* [ACTION ITEM]
Only one stretch of the records below should be repeated. It starts with the line containing "top-level commands; each" and goes on through the line containing "Leaf command body.", exactly as written.

===== RECORDS FOR THIS EXERCISE =====

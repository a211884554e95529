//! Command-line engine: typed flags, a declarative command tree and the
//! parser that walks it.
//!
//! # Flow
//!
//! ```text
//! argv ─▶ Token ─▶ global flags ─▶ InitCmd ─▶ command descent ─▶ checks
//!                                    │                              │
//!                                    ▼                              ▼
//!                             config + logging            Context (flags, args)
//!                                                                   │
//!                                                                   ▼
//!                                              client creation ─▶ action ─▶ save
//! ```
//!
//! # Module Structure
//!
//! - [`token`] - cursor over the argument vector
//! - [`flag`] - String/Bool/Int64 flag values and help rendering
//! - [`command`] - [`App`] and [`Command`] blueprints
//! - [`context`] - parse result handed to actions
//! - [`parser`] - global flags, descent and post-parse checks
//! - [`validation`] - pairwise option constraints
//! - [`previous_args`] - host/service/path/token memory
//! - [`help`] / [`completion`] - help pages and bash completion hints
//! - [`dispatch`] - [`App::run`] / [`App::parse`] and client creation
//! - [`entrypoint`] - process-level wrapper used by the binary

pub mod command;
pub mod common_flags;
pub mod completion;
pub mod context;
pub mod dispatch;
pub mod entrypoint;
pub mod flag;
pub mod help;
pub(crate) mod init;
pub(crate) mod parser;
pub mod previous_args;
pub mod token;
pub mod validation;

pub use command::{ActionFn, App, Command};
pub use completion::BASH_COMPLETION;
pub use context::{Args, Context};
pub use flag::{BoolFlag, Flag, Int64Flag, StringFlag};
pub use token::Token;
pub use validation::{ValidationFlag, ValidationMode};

=====
===== RECORDS FOR THIS EXERCISE =====

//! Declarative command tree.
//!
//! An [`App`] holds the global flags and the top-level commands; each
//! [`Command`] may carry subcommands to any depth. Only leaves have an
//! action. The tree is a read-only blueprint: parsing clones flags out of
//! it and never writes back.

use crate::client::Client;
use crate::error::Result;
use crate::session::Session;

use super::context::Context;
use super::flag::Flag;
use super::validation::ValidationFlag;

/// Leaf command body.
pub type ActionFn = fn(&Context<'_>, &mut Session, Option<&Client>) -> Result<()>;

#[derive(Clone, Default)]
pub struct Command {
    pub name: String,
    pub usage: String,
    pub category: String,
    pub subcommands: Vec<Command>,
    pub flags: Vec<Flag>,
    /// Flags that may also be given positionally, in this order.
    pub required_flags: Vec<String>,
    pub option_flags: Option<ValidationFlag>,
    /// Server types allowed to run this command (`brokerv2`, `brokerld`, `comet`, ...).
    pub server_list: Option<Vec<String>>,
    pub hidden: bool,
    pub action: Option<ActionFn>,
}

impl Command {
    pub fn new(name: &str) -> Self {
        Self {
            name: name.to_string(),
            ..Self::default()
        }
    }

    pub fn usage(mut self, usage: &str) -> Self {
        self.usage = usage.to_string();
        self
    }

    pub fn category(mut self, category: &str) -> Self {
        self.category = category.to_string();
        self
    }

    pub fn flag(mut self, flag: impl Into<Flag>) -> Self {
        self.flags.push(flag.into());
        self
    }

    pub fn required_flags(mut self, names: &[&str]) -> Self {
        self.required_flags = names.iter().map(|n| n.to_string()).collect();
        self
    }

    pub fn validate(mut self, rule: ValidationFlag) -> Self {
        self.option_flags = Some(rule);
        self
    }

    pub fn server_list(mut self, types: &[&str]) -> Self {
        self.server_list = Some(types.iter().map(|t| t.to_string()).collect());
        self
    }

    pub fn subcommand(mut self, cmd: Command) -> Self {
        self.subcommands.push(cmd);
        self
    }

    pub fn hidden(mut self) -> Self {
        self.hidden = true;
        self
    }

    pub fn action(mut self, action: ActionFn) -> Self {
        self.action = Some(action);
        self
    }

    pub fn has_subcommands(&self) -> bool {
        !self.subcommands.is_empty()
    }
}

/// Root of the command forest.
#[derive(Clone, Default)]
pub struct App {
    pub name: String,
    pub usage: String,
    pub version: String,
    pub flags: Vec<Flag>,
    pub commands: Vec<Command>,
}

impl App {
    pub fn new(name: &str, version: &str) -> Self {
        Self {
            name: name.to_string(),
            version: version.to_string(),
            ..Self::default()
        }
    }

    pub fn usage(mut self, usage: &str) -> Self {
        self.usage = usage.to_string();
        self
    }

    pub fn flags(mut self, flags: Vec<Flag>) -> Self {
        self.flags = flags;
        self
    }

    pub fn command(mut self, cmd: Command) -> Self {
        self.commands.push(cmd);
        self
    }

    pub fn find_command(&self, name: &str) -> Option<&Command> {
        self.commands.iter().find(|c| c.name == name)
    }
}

=====
===== RECORDS FOR THIS EXERCISE =====

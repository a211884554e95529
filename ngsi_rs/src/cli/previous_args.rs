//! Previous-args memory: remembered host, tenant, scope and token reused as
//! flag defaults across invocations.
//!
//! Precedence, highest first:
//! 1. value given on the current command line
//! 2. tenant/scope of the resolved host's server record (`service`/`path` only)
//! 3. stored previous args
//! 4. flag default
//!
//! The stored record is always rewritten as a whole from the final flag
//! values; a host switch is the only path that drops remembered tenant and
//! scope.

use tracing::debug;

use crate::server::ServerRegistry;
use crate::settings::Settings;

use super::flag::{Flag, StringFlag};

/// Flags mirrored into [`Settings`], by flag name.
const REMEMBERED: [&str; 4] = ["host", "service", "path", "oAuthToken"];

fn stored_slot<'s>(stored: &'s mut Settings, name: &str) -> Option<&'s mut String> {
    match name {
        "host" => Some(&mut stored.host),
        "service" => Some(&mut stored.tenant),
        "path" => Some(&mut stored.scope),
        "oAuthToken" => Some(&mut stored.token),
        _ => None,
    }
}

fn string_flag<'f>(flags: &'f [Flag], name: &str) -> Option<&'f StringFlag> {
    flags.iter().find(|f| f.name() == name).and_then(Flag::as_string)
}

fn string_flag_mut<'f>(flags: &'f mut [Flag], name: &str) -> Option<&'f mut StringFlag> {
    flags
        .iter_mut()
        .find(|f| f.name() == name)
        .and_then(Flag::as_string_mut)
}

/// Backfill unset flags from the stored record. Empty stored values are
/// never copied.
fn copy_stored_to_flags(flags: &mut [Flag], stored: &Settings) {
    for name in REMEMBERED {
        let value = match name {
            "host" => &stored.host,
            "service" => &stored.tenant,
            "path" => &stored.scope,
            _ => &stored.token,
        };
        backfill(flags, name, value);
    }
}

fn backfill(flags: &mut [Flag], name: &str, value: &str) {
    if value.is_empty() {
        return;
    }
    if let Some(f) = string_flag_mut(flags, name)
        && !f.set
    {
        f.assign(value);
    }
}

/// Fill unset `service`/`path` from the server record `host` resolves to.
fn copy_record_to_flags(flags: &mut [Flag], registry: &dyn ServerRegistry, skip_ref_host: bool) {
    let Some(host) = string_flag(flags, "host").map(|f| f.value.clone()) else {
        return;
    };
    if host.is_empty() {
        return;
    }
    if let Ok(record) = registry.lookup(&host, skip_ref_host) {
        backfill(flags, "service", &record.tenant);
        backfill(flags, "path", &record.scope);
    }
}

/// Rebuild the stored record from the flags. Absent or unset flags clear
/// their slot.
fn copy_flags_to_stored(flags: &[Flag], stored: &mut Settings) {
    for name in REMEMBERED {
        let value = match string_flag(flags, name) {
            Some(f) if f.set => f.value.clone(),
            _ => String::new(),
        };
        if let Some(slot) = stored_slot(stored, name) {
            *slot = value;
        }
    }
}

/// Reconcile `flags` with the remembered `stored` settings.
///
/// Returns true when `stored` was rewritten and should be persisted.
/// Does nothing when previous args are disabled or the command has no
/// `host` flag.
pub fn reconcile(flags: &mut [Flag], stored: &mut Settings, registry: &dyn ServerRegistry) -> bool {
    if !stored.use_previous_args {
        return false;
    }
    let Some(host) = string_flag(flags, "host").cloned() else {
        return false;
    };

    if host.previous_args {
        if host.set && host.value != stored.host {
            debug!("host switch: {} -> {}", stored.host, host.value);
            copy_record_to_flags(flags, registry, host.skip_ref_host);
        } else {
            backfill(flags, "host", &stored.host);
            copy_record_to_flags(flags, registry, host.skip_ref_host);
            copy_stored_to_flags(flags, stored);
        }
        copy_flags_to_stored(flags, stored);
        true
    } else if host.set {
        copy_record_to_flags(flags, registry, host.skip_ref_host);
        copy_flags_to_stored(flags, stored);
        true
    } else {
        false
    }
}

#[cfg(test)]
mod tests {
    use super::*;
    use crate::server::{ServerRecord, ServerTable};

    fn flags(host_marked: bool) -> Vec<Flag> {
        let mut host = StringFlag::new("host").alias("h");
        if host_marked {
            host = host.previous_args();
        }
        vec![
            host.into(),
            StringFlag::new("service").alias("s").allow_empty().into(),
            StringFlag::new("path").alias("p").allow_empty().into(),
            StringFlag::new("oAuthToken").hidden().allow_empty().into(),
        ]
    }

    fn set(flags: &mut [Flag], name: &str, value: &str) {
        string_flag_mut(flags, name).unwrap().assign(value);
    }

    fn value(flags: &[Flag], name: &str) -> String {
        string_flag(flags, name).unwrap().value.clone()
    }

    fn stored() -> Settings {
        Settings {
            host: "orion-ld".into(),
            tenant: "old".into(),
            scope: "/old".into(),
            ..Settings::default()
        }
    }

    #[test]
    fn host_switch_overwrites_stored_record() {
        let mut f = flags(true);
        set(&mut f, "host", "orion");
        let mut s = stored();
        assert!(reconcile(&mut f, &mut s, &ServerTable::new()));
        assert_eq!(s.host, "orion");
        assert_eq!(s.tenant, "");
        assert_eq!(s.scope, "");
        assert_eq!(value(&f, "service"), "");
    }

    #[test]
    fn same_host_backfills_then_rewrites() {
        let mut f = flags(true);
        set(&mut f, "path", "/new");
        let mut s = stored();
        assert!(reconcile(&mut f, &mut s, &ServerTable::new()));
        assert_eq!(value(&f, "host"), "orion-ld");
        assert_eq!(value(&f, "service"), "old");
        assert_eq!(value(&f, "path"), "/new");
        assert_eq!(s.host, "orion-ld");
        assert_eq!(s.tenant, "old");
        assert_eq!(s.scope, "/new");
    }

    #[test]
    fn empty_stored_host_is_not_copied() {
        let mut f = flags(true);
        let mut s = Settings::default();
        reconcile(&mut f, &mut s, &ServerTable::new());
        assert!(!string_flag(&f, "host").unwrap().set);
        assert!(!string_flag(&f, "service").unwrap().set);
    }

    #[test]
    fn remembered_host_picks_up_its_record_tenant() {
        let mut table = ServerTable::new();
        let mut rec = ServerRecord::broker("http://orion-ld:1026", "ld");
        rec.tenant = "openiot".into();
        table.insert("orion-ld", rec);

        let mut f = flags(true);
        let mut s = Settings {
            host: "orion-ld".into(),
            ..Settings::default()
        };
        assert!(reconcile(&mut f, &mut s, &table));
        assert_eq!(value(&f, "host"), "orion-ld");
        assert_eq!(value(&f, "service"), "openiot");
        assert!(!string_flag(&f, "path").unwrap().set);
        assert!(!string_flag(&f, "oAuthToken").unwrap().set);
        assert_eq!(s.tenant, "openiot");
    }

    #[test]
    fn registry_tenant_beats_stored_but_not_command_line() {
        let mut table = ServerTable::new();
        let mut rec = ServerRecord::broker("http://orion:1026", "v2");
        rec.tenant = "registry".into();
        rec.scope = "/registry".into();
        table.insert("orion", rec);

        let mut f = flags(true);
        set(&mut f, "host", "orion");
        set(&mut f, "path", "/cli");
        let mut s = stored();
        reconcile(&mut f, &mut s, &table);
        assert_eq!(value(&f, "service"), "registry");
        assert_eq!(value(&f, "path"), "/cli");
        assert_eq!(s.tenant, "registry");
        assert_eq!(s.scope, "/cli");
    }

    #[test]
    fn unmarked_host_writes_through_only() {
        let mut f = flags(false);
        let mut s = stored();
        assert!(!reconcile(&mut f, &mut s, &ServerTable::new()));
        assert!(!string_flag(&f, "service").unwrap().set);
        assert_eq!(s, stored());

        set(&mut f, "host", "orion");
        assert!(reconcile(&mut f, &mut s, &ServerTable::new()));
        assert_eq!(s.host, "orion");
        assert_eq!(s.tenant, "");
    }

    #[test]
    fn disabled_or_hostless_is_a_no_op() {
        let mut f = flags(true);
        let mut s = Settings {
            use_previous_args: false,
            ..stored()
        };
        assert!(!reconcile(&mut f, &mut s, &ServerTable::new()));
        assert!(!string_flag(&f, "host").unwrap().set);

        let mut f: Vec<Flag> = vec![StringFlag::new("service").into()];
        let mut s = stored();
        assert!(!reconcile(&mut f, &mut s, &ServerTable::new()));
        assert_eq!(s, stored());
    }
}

=====

* [ANSWER SPACE]
//! An [`App`] holds the global flags and the top-level commands; each
//! [`Command`] may carry subcommands to any depth. Only leaves have an
//! action. The tree is a read-only blueprint: parsing clones flags out of
//! it and never writes back.

use crate::client::Client;
use crate::error::Result;
use crate::session::Session;

use super::context::Context;
use super::flag::Flag;
use super::validation::ValidationFlag;

/// Leaf command body.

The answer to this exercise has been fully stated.